Man betrat zuerst einen kleinen Vorbau, der als Garderobe diente. Gerade bei Regen und im Winter war es ganz angenehm, sich dort der Jacken und Schuhe zu entledigen, schleppte man so doch nicht jeden Dreck ins Haus. Nach der Wohnungstür kam zur einen Seite die Küche, zur anderen das Bad. Der Flur war nicht wirklich groß und schon stand man im gemütlichen Wohn- und Esszimmer, welches sogar einen alten, gemauerten Kamin besaß. Von dort kam man auf die Terrasse und in den kleinen Garten, der zum Haus gehörte.
Da der Wind kräftig ums Haus pfiff, kontrollierte ich mit einem Blick schnell die Terrasse. Tisch und Stühle hatte ich schon vor einigen Tagen zusammengestellt und es schien alles windsicher zu sein.
Obwohl es erst Ende August war, dunkelte es heute recht früh beziehungsweise war den ganzen Tag nicht so recht hell geworden. Während ich das Rollo der Terrassentür herunterließ, betrachtete ich durch die große Wohnzimmerscheibe die beiden Nachbargrundstücke. Alles dunkel, auch dort waren die Touristen bereits abgereist. Eigentlich hatten sie bis Sonntag gebucht und heute war ja erst Freitag. Noch war zwar Saison, aber dass ich in den kühleren Monaten kaum Nachbarn hatte, war das Einzige, woran ich mich noch nicht so recht gewöhnen konnte. Es gab in dieser Ferienhaussiedlung am Meer zwar einige Bewohner, aber leider nicht in meiner direkten Nachbarschaft. Maren war die nächste – aber immer noch so weit weg, dass sie mich nicht hören würde, wenn ich schreien sollte.
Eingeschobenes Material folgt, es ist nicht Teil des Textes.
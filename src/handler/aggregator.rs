use bigdecimal::{BigDecimal, Zero};
use chrono::{DateTime, Utc};

use crate::{
    model::{RecentEntry, Summary, Window, WindowTotals},
    types::LedgerEntry,
};

pub const ROLLOVER_TYPE: &str = "rollover";
pub const ALLOWED_ASSETS: [&str; 3] = ["USD", "ZUSD", "ZUSD.F"];
pub const RECENT_LIMIT: usize = 30;

pub fn is_rollover_usd(entry: &LedgerEntry) -> bool {
    entry.r#type == ROLLOVER_TYPE
        && ALLOWED_ASSETS.contains(&entry.asset.as_str())
}

/// The charge is carried by `amount` or, on some accounts, by `fee`.
/// The first non-zero one wins; they are never added together.
pub fn effective_value(entry: &LedgerEntry) -> BigDecimal {
    let non_zero = |value: &Option<BigDecimal>| {
        value.as_ref().filter(|v| !v.is_zero()).cloned()
    };

    non_zero(&entry.amount)
        .or_else(|| non_zero(&entry.fee))
        .unwrap_or_default()
}

/// Reduces a fetched history to its summary as seen at `now`.
pub fn aggregate(entries: &[LedgerEntry], now: DateTime<Utc>) -> Summary {
    let mut rollovers: Vec<&LedgerEntry> =
        entries.iter().filter(|e| is_rollover_usd(e)).collect();

    // stable, so equal times keep fetch order
    rollovers.sort_by(|a, b| b.time.total_cmp(&a.time));

    let now_secs = now.timestamp_millis() as f64 / 1000.0;
    let mut total = BigDecimal::zero();
    let mut totals_by_window = WindowTotals::default();
    let mut recent = Vec::with_capacity(rollovers.len().min(RECENT_LIMIT));

    for (index, entry) in rollovers.iter().enumerate() {
        let value = effective_value(entry);
        let age = now_secs - entry.time;

        for window in Window::ALL {
            if window.contains_age(age) {
                totals_by_window.add(window, &value);
            }
        }

        if index < RECENT_LIMIT {
            recent.push(RecentEntry {
                time: entry.time.trunc() as i64,
                amount: value.clone(),
                asset: entry.asset.to_owned(),
            });
        }

        total += value;
    }

    Summary {
        count: rollovers.len(),
        total_rollover_usd: total,
        totals_by_window,
        recent,
    }
}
Ich mochte dieses Haus, aber diese doch sehr enge und steile Treppe ins Dachgeschoss war nicht mein Ding. Oben gab es zwei kleinere Räume. Einen mit einem Doppelbett und Schrank und einen, in dem ursprünglich zwei Einzelbetten standen. Ich hatte nach meinem Einzug eines der Einzelbetten rausgeschafft und dort ein Näh- und Bastelzimmer eingerichtet. Und falls mal jemand zu Besuch kam, hatte ich dort noch das andere Bett als Gästebett. Zwischen den beiden Zimmern war ursprünglich ein großer Einbaukleiderschrank gewesen. Nachdem ich dann dort eingezogen war, hatte das ältere Ehepaar den Vorschlag gemacht, diesen dort aus- und dafür eine Minitoilette einzubauen. Ich war damals von dieser Idee begeistert gewesen und war es noch immer, denn wenn ich im Halbschlaf diese steile Treppe hinab müsste, würde ich jedes Mal hellwach werden.
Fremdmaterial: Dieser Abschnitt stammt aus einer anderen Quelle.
use std::{collections::HashMap, fmt};

use serde::{
    de::{
        Error as DeError, IgnoredAny, MapAccess, SeqAccess, Unexpected,
        Visitor,
    },
    Deserialize, Deserializer,
};

use super::LedgerEntry;

/// Envelope returned by the private ledger endpoint:
/// `{"error": [...], "result": {"ledger": {id: entry}}}`.
#[derive(Debug, Default, Deserialize)]
pub struct LedgerResponse {
    #[serde(default)]
    pub error: Vec<String>,
    #[serde(default)]
    pub result: Option<LedgerResult>,
}

#[derive(Debug, Default, Deserialize)]
pub struct LedgerResult {
    #[serde(default)]
    pub ledger: LedgerPage,
}

impl LedgerResponse {
    pub fn into_page(self) -> LedgerPage {
        self.result.map(|r| r.ledger).unwrap_or_default()
    }
}

/// One page of ledger entries keyed by ledger id, in the order the
/// upstream listed them. A repeated id keeps its first position and its
/// last entry.
#[derive(Debug, Clone, Default, PartialEq)]
pub struct LedgerPage {
    pub entries: Vec<(String, LedgerEntry)>,
}

impl LedgerPage {
    pub fn len(&self) -> usize {
        self.entries.len()
    }

    pub fn is_empty(&self) -> bool {
        self.entries.is_empty()
    }

    pub fn into_entries(self) -> impl Iterator<Item = LedgerEntry> {
        self.entries.into_iter().map(|(_, entry)| entry)
    }
}

impl FromIterator<(String, LedgerEntry)> for LedgerPage {
    fn from_iter<T: IntoIterator<Item = (String, LedgerEntry)>>(
        iter: T,
    ) -> Self {
        LedgerPage {
            entries: iter.into_iter().collect(),
        }
    }
}

impl<'de> Deserialize<'de> for LedgerPage {
    fn deserialize<D>(deserializer: D) -> Result<Self, D::Error>
    where
        D: Deserializer<'de>,
    {
        struct PageVisitor;

        impl<'de> Visitor<'de> for PageVisitor {
            type Value = LedgerPage;

            fn expecting(&self, f: &mut fmt::Formatter) -> fmt::Result {
                f.write_str("a map of ledger id to ledger entry")
            }

            fn visit_map<A>(self, mut map: A) -> Result<Self::Value, A::Error>
            where
                A: MapAccess<'de>,
            {
                let capacity = map.size_hint().unwrap_or(0);
                let mut entries: Vec<(String, LedgerEntry)> =
                    Vec::with_capacity(capacity);
                let mut positions: HashMap<String, usize> = HashMap::with_capacity(capacity);

                while let Some((id, entry)) =
                    map.next_entry::<String, LedgerEntry>()?
                {
                    match positions.get(&id) {
                        Some(&index) => entries[index].1 = entry,
                        None => {
                            positions.insert(id.to_owned(), entries.len());
                            entries.push((id, entry));
                        },
                    }
                }

                Ok(LedgerPage { entries })
            }

            // an empty ledger is sometimes sent as `[]`
            fn visit_seq<A>(self, mut seq: A) -> Result<Self::Value, A::Error>
            where
                A: SeqAccess<'de>,
            {
                if seq.next_element::<IgnoredAny>()?.is_some() {
                    return Err(DeError::invalid_type(Unexpected::Seq, &self));
                }
                Ok(LedgerPage::default())
            }

            fn visit_unit<E>(self) -> Result<Self::Value, E> {
                Ok(LedgerPage::default())
            }
        }

        deserializer.deserialize_any(PageVisitor)
    }
}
Meine Lieblingsschlabberhose auf dem Stuhl neben meinem Bett lachte mich geradezu an, als ich ins Schlafzimmer kam, und so schlüpfte ich erst mal in meine Hausklamotten. Vom Schreibtisch schnappte ich mir meinen Laptop und machte es mir, nachdem ich mir noch schnell meinen Lieblingstee - Roibusch-Vanille - aufgegossen hatte, mit diesem und meiner Kuscheldecke auf der Couch gemütlich. Endlich Beine hochlegen! Es dauerte gar nicht lange und ich war vor dem laufenden Fernseher eingenickt.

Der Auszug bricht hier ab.